There are many manufacturers of oligonucleotides and most supply good quality oligos. However, I have experienced differences in quality between manufacturers, especially with labeled oligos. Labeling efficiencies can vary between manufacturers and also between batches. In addition, not all manufacturers can supply you with exactly the modification you are looking for. I use many labeled oligos for my research and in hopes of maintaining satisfying results, I started to test our three main suppliers. I started by testing oligos labeled with fluorescent dyes (such as FAM, HEX and TET) for sequencing and also looked at the labeling efficiency of manufactured biotin-labeled primers/probes. I compared sequencing primers from Eurogentec, Applied Biosystems and Invitrogen. Since biotin-labeling is not available from Applied Biosystems, biotin-oligos were compared only between Eurogentec and Invitrogen.
I use the sequencing primers for the detection and easy scoring of microsatellites of the flea beetle Phyllotreta nemorum. We scored more than one thousand individuals with 10 loci each, using several batches of labeled primers and found no major differences between batches of sequencing primers from the same supplier or between different suppliers.

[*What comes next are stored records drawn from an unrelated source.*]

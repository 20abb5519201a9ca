use thiserror::Error;

#[derive(Error, Debug)]
pub enum IntakeError {
    #[error("Read failed: {0}")]
    Read(#[from] std::io::Error),

    #[error("Unreadable file: {0}")]
    Unreadable(String),

    #[error("Unsupported file type: {0}")]
    UnsupportedType(String),

    #[error("Selection rejected: sign-in required")]
    SelectionRejected,
}
use std::env;
use std::time::Duration;

/// Timing configuration for the intake widget
#[derive(Debug, Clone)]
pub struct IntakeConfig {
    /// Cadence of simulated progress updates in milliseconds (default: 100)
    pub tick_interval_ms: u64,

    /// Percentage added per tick (default: 10)
    pub step_size: u8,

    /// Delay between join-fire and callback invocation in milliseconds (default: 1500)
    pub settle_delay_ms: u64,
}

impl Default for IntakeConfig {
    fn default() -> Self {
        Self {
            tick_interval_ms: 100,
            step_size: 10,
            settle_delay_ms: 1500,
        }
    }
}

impl IntakeConfig {
    /// Load configuration from environment variables
    pub fn from_env() -> Self {
        let default = Self::default();

        Self {
            tick_interval_ms: env::var("INTAKE_TICK_INTERVAL_MS")
                .ok()
                .and_then(|v| v.parse().ok())
                .unwrap_or(default.tick_interval_ms),

            step_size: env::var("INTAKE_STEP_SIZE")
                .ok()
                .and_then(|v| v.parse().ok())
                .unwrap_or(default.step_size),

            settle_delay_ms: env::var("INTAKE_SETTLE_DELAY_MS")
                .ok()
                .and_then(|v| v.parse().ok())
                .unwrap_or(default.settle_delay_ms),
        }
    }

    pub fn tick_interval(&self) -> Duration {
        Duration::from_millis(self.tick_interval_ms)
    }

    pub fn settle_delay(&self) -> Duration {
        Duration::from_millis(self.settle_delay_ms)
    }
}
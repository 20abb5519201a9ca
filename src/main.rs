use anyhow::bail;
use clap::Parser;
use dotenvy::dotenv;
use floorplan_intake::{
    CompletionCallback, FsDecoder, IntakeConfig, IntakeEvent, UploadWidget, VisualizerState,
};
use serde_json::json;
use std::path::PathBuf;
use std::sync::Arc;
use std::time::Duration;
use tokio::sync::{mpsc, watch};
use tracing::info;
use tracing_subscriber::{layer::SubscriberExt, util::SubscriberInitExt};

/// Drive one intake lifecycle against a local image file.
#[derive(Parser)]
#[command(name = "floorplan-intake")]
struct Args {
    /// Image to feed through the widget (.jpg, .jpeg, .png, .webp)
    path: PathBuf,

    /// Project name shown on the visualizer page
    #[arg(long)]
    name: Option<String>,
}

#[tokio::main]
async fn main() -> anyhow::Result<()> {
    dotenv().ok();

    // Initialize tracing with EnvFilter
    tracing_subscriber::registry()
        .with(
            tracing_subscriber::EnvFilter::try_from_default_env()
                .unwrap_or_else(|_| "floorplan_intake=info".into()),
        )
        .with(tracing_subscriber::fmt::layer())
        .init();

    let args = Args::parse();
    let config = IntakeConfig::from_env();
    info!(
        "📐 Intake config: tick={}ms, step={}, settle={}ms",
        config.tick_interval_ms, config.step_size, config.settle_delay_ms
    );

    let (_auth_tx, auth_rx) = watch::channel(true);
    let (done_tx, mut done_rx) = mpsc::unbounded_channel();
    let on_complete: CompletionCallback = Arc::new(move |payload| {
        let _ = done_tx.send(payload);
    });

    // Worst case: every tick plus the settle delay, with slack for the read.
    let ticks = (100 / config.step_size.max(1) as u64 + 1) * config.tick_interval_ms;
    let deadline = Duration::from_millis(ticks + config.settle_delay_ms) + Duration::from_secs(10);

    let mut widget = UploadWidget::new(config, auth_rx, Arc::new(FsDecoder), on_complete);
    let mut progress = widget.progress_watch();

    let render = tokio::spawn(async move {
        while progress.changed().await.is_ok() {
            let pct = *progress.borrow();
            info!("progress: {pct}%");
            if pct == 100 {
                break;
            }
        }
    });

    widget
        .handle_event(IntakeEvent::FilePicked(vec![args.path.clone()]))
        .await;

    if widget.snapshot().await.file.is_none() {
        bail!("{} was not accepted by the picker", args.path.display());
    }

    let payload = match tokio::time::timeout(deadline, done_rx.recv()).await {
        Ok(Some(payload)) => payload,
        _ => bail!("intake did not complete; see logs"),
    };
    render.await?;

    info!("✅ Intake complete, {} encoded bytes", payload.len());

    let state = VisualizerState {
        name: args.name,
        initial_image: Some(payload),
        initial_render: None,
    };
    let panes: Vec<_> = state
        .panes()
        .iter()
        .map(|(label, data)| json!({ "label": label, "encoded_len": data.len() }))
        .collect();
    println!(
        "{}",
        serde_json::to_string_pretty(&json!({
            "title": state.title(),
            "panes": panes,
        }))?
    );

    Ok(())
}
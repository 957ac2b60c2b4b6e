//! Domain-separated node hashing.
//!
//! Leaf and internal digests use distinct prefixes so that no leaf payload can
//! be passed off as an internal node, and vice versa.

use merklesync_primitives::hash::Hash;
use sha2::{Digest, Sha256};

pub const LEAF_PREFIX: &[u8] = b"LEAF:";
pub const INTERNAL_PREFIX: &[u8] = b"INTERNAL:";

/// Compute the hash for a leaf payload.
///
/// Formula: H("LEAF:" || payload)
#[must_use]
pub fn leaf_hash(payload: &[u8]) -> Hash {
    let mut hasher = Sha256::new();
    hasher.update(LEAF_PREFIX);
    hasher.update(payload);

    let hash_bytes: [u8; 32] = hasher.finalize().into();
    hash_bytes.into()
}

/// Compute the hash for an internal node.
///
/// Formula: H("INTERNAL:" || left || right). Not commutative.
#[must_use]
pub fn internal_hash(left: &Hash, right: &Hash) -> Hash {
    let mut hasher = Sha256::new();
    hasher.update(INTERNAL_PREFIX);
    hasher.update(left.as_bytes());
    hasher.update(right.as_bytes());

    let hash_bytes: [u8; 32] = hasher.finalize().into();
    hash_bytes.into()
}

In our laboratory, we use a biotin-labeled primer in PCR for the detection of Borrelia infection in Ticks (Ixodus ricinus). The resulting PCR products are then used in a reverse line blot technique to distinguish between different Borrelia species. We have several years of experience with this technique. When all parameters are optimal, we can detect a few bacterial cells in a single tick. PCR reactions were optimized using the HotStarTaq Master Mix (cat. no. 203445) from Qiagen. The C6-amino-linked probes are always from the same supplier (Invitrogen). Positive, chemiluminescent reactions are detected using a peroxidase reaction kit (ECL Detection Reagents from GE Healthcare, cat. no. RPN2105) and light sensitive film. The Eurogentec biotin-labeled oligos always performed well with the same bright positive spots resulting from a high Borrelia infection rate. The results with the biotin-labeled oligos from Invitrogen, however, were not always consistent; results varied depending on the batch of oligos. This variation could lower the found infection rate by 5-7%, a significant amount considering that normal infection rates are between 7-17%, depending on sample sites. I think that this difference is due to a difference in the labeling efficiency when generating the biotin-labeled probes. Based on our results, we decided to use only Eurogentec biotin-labeled oligos.

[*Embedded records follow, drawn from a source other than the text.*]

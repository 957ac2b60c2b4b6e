use clap::ValueEnum;
use color_eyre::owo_colors::OwoColorize;
use comfy_table::{Cell, Color, Table};
use merklesync_merkle::{DiffSide, ProofBundle, TreeDiff};
use merklesync_service::{RootInfo, SubmitReceipt};
use serde::Serialize;

#[derive(Clone, Copy, Debug, Default, ValueEnum)]
pub enum Format {
    Json,
    #[default]
    PlainText,
}

#[derive(Debug, Default)]
pub struct Output {
    format: Format,
}

pub trait Report {
    fn report(&self);
}

impl Output {
    pub const fn new(format: Format) -> Self {
        Self { format }
    }

    pub fn write<T: Serialize + Report>(&self, value: &T) {
        match self.format {
            Format::Json => match serde_json::to_string(&value) {
                Ok(json) => println!("{json}"),
                Err(err) => eprintln!("Failed to serialize to JSON: {err}"),
            },
            Format::PlainText => value.report(),
        }
    }
}

#[derive(Clone, Debug, Serialize)]
pub struct InfoLine<'a>(pub &'a str);

impl Report for InfoLine<'_> {
    fn report(&self) {
        println!("{} {}", "[INFO]".green(), self.0);
    }
}

fn header(table: &mut Table, columns: &[&str]) {
    let _ = table.set_header(
        columns
            .iter()
            .map(|column| Cell::new(column).fg(Color::Blue))
            .collect::<Vec<_>>(),
    );
}

fn or_none<T: ToString>(value: Option<T>) -> String {
    value.map_or_else(|| "<none>".to_owned(), |value| value.to_string())
}

impl Report for SubmitReceipt {
    fn report(&self) {
        let mut table = Table::new();
        header(&mut table, &["Root Hash", "Leaf Hash", "Leaves"]);
        let _ = table.add_row(vec![
            self.root_hash.to_string(),
            self.leaf_hash.to_string(),
            self.leaf_count.to_string(),
        ]);
        println!("{table}");
    }
}

impl Report for RootInfo {
    fn report(&self) {
        let mut table = Table::new();
        header(
            &mut table,
            &["Root Hash", "Leaves", "Blocks", "Generation", "Built At"],
        );
        let _ = table.add_row(vec![
            or_none(self.root_hash),
            self.leaf_count.to_string(),
            self.block_count.to_string(),
            self.generation.to_string(),
            self.built_at.to_rfc3339(),
        ]);
        println!("{table}");
    }
}

impl Report for ProofBundle {
    fn report(&self) {
        let mut table = Table::new();
        header(&mut table, &["Root Hash", "Leaves", "Levels", "Supplied Hashes"]);
        let _ = table.add_row(vec![
            self.root_hash.to_string(),
            self.leaves.len().to_string(),
            self.proof.levels.len().to_string(),
            self.proof.supplied_count().to_string(),
        ]);
        println!("{table}");

        for leaf in &self.leaves {
            println!("  {}", leaf.id);
        }
    }
}

impl Report for TreeDiff {
    fn report(&self) {
        if self.is_empty() {
            println!("{} Trees are identical", "[INFO]".green());
            return;
        }

        let mut table = Table::new();
        header(&mut table, &["Side", "Position", "Block ID", "Leaf Hash"]);

        for entry in self.entries() {
            let side = match entry.side {
                DiffSide::Local => Cell::new("local").fg(Color::Yellow),
                DiffSide::Remote => Cell::new("remote").fg(Color::Cyan),
            };

            let _ = table.add_row(vec![
                side,
                Cell::new(entry.position),
                Cell::new(&entry.id),
                Cell::new(entry.hash),
            ]);
        }

        println!("{table}");
    }
}
//! Value types shared by the merklesync engine, service and tooling.

pub mod block;
pub mod hash;
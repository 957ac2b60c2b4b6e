use std::fs::read;
use std::str::FromStr;

use camino::Utf8PathBuf;
use chrono::Utc;
use clap::Parser;
use eyre::{Result as EyreResult, WrapErr};
use merklesync_primitives::block::{BlockId, DataBlock};

use crate::cli::RootArgs;
use crate::output::Output;

/// Record a data block and rebuild the tree
#[derive(Debug, Parser)]
pub struct SubmitCommand {
    /// Unique identifier of the block
    #[clap(long, value_name = "ID", value_parser = BlockId::from_str)]
    pub id: BlockId,

    /// Source table of the block
    #[clap(long, value_name = "TABLE", default_value = "")]
    pub table: String,

    /// Change operation that produced the block
    #[clap(long, value_name = "OP", default_value = "")]
    pub operation: String,

    /// Metadata entry, used as the payload when none is given
    #[clap(long = "meta", value_name = "KEY=VALUE", value_parser = parse_key_value)]
    pub metadata: Vec<(String, String)>,

    /// Payload as a UTF-8 string
    #[clap(long, value_name = "DATA", conflicts_with = "file")]
    pub data: Option<String>,

    /// Read the payload from a file
    #[clap(long, value_name = "PATH")]
    pub file: Option<Utf8PathBuf>,
}

fn parse_key_value(input: &str) -> Result<(String, String), String> {
    match input.split_once('=') {
        Some((key, value)) if !key.is_empty() => Ok((key.to_owned(), value.to_owned())),
        _ => Err(format!("expected KEY=VALUE, got {input:?}")),
    }
}

impl SubmitCommand {
    pub fn run(self, root_args: &RootArgs, output: &Output) -> EyreResult<()> {
        let payload = match (self.data, &self.file) {
            (Some(data), _) => data.into_bytes(),
            (None, Some(path)) => {
                read(path).wrap_err_with(|| format!("failed to read payload from {path:?}"))?
            }
            (None, None) => Vec::new(),
        };

        let block = self
            .metadata
            .into_iter()
            .fold(DataBlock::new(self.id, payload), |block, (key, value)| {
                block.with_metadata(key, value)
            })
            .with_table(self.table)
            .with_operation(self.operation)
            .with_timestamp(Utc::now().timestamp());

        let service = root_args.open_service()?;

        output.write(&service.submit(block)?);

        Ok(())
    }
}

Inefficiently labeled oligos is not the first thing one thinks of when looking to optimize an experimental setup. But our results clearly show that testing the labeled oligo is as important as optimizing other experimental parameters. I recommend trying different manufactures and using controls to test for consistent oligo labeling. One other (minor) point is the ease by which you can order oligos via Invitrogen’s website. Their website ordering system is much more intuitive and straightforward than that of their competitors.

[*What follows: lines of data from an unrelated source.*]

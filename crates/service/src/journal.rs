//! Append-only block journal.
//!
//! One JSON-encoded [`DataBlock`] per line, in submission order. Replaying the
//! journal reproduces the exact leaf order, and therefore the exact root.

use std::fs::{create_dir_all, File, OpenOptions};
use std::io::{self, BufRead, BufReader, Read, Seek, SeekFrom, Write};

use camino::{Utf8Path, Utf8PathBuf};
use merklesync_primitives::block::DataBlock;
use thiserror::Error;
use tracing::{debug, error, warn};

#[derive(Debug, Error)]
#[non_exhaustive]
pub enum JournalError {
    #[error("journal I/O failed for {path}: {source}")]
    Io {
        path: Utf8PathBuf,
        #[source]
        source: io::Error,
    },

    #[error("journal {path} line {line} is not a valid block: {source}")]
    Decode {
        path: Utf8PathBuf,
        line: usize,
        #[source]
        source: serde_json::Error,
    },

    #[error("failed to encode block for the journal: {0}")]
    Encode(#[from] serde_json::Error),

    #[error("journal {path} holds an unrecoverable partial write, reopen it to continue")]
    Poisoned { path: Utf8PathBuf },
}

/// Writable handle on a block journal.
///
/// A failed append is truncated back to the last complete record so the
/// file never holds blocks the caller was told were rejected.
#[derive(Debug)]
pub struct Journal {
    path: Utf8PathBuf,
    file: File,
    /// Length of the file up to the end of the last complete record.
    committed: u64,
    /// Set when a failed append could not be rolled back.
    poisoned: bool,
}

impl Journal {
    /// Open `path` for appending, creating it and its parent directories.
    ///
    /// A trailing record without its newline is left over from an
    /// interrupted append and is cut off.
    pub fn open(path: impl Into<Utf8PathBuf>) -> Result<Self, JournalError> {
        let path = path.into();

        if let Some(parent) = path.parent().filter(|parent| !parent.as_str().is_empty()) {
            create_dir_all(parent).map_err(|source| JournalError::Io {
                path: parent.to_owned(),
                source,
            })?;
        }

        let io_error = |source| JournalError::Io {
            path: path.clone(),
            source,
        };

        let mut file = OpenOptions::new()
            .create(true)
            .read(true)
            .append(true)
            .open(&path)
            .map_err(io_error)?;

        let length = file.metadata().map_err(io_error)?.len();
        let committed = complete_length(&mut file, length).map_err(io_error)?;

        if committed < length {
            warn!(
                %path,
                discarded = length - committed,
                "Discarding incomplete record at the end of the journal"
            );
            file.set_len(committed)
                .and_then(|()| file.sync_data())
                .map_err(io_error)?;
        }

        Ok(Self {
            path,
            file,
            committed,
            poisoned: false,
        })
    }

    #[must_use]
    pub fn path(&self) -> &Utf8Path {
        &self.path
    }

    /// Read every block recorded in this journal.
    pub fn load(&self) -> Result<Vec<DataBlock>, JournalError> {
        read_blocks(&self.path)
    }

    /// Append `blocks` and flush them to disk before returning.
    ///
    /// On failure nothing from `blocks` remains in the file.
    pub fn append_all(&mut self, blocks: &[DataBlock]) -> Result<(), JournalError> {
        if self.poisoned {
            return Err(JournalError::Poisoned {
                path: self.path.clone(),
            });
        }

        let mut buffer = Vec::new();
        for block in blocks {
            serde_json::to_writer(&mut buffer, block)?;
            buffer.push(b'\n');
        }

        if let Err(source) = self
            .file
            .write_all(&buffer)
            .and_then(|()| self.file.sync_data())
        {
            self.rollback();
            return Err(JournalError::Io {
                path: self.path.clone(),
                source,
            });
        }

        self.committed += buffer.len() as u64;

        debug!(path = %self.path, appended = blocks.len(), "Appended blocks to journal");

        Ok(())
    }

    /// Truncate anything written past the last complete record.
    fn rollback(&mut self) {
        let result = self
            .file
            .set_len(self.committed)
            .and_then(|()| self.file.sync_data());

        if let Err(err) = result {
            error!(path = %self.path, %err, "Failed to roll back journal after a failed append");
            self.poisoned = true;
        }
    }
}

/// Length of the prefix of `file` that ends in a newline.
fn complete_length(file: &mut File, length: u64) -> io::Result<u64> {
    if length == 0 {
        return Ok(0);
    }

    let mut last = [0_u8; 1];
    let _ = file.seek(SeekFrom::Start(length - 1))?;
    file.read_exact(&mut last)?;

    if last[0] == b'\n' {
        return Ok(length);
    }

    let mut contents = Vec::new();
    let _ = file.seek(SeekFrom::Start(0))?;
    let _ = file.read_to_end(&mut contents)?;

    Ok(contents
        .iter()
        .rposition(|byte| *byte == b'\n')
        .map_or(0, |index| index as u64 + 1))
}

/// Read every block from the journal at `path` without opening it for writing.
///
/// Blank lines are skipped.
pub fn read_blocks(path: &Utf8Path) -> Result<Vec<DataBlock>, JournalError> {
    let io_error = |source| JournalError::Io {
        path: path.to_owned(),
        source,
    };

    let file = File::open(path).map_err(io_error)?;
    let mut blocks = Vec::new();

    for (index, line) in BufReader::new(file).lines().enumerate() {
        let line = line.map_err(io_error)?;

        if line.trim().is_empty() {
            continue;
        }

        let block = serde_json::from_str(&line).map_err(|source| JournalError::Decode {
            path: path.to_owned(),
            line: index + 1,
            source,
        })?;

        blocks.push(block);
    }

    Ok(blocks)
}
use clap::Parser;
use eyre::Result as EyreResult;

use crate::cli::RootArgs;
use crate::output::Output;

/// Show the current root hash
#[derive(Debug, Parser)]
pub struct RootInfoCommand {
    /// Count only blocks recorded for this table
    #[clap(long, value_name = "TABLE")]
    pub table: Option<String>,
}

impl RootInfoCommand {
    pub fn run(self, root_args: &RootArgs, output: &Output) -> EyreResult<()> {
        let service = root_args.open_service()?;

        output.write(&service.root(self.table.as_deref()));

        Ok(())
    }
}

Ordering Oligos: A comparison between oligonucleotides from Eurogentec, Applied Biosystems and Invitrogen
No difference was observed between sequencing primers from the three tested manufactures, but biotin-labeled oligos from Eurogentec were clearly superior to Invitrogen’s.
Labeling efficiency can vary and, therefore, is another parameter which should be tested and controlled.
The Bottom Line
It is important to test oligos prior to use. Biotin-labeled oligos of Eurogentec are superior to Invitrogen’s.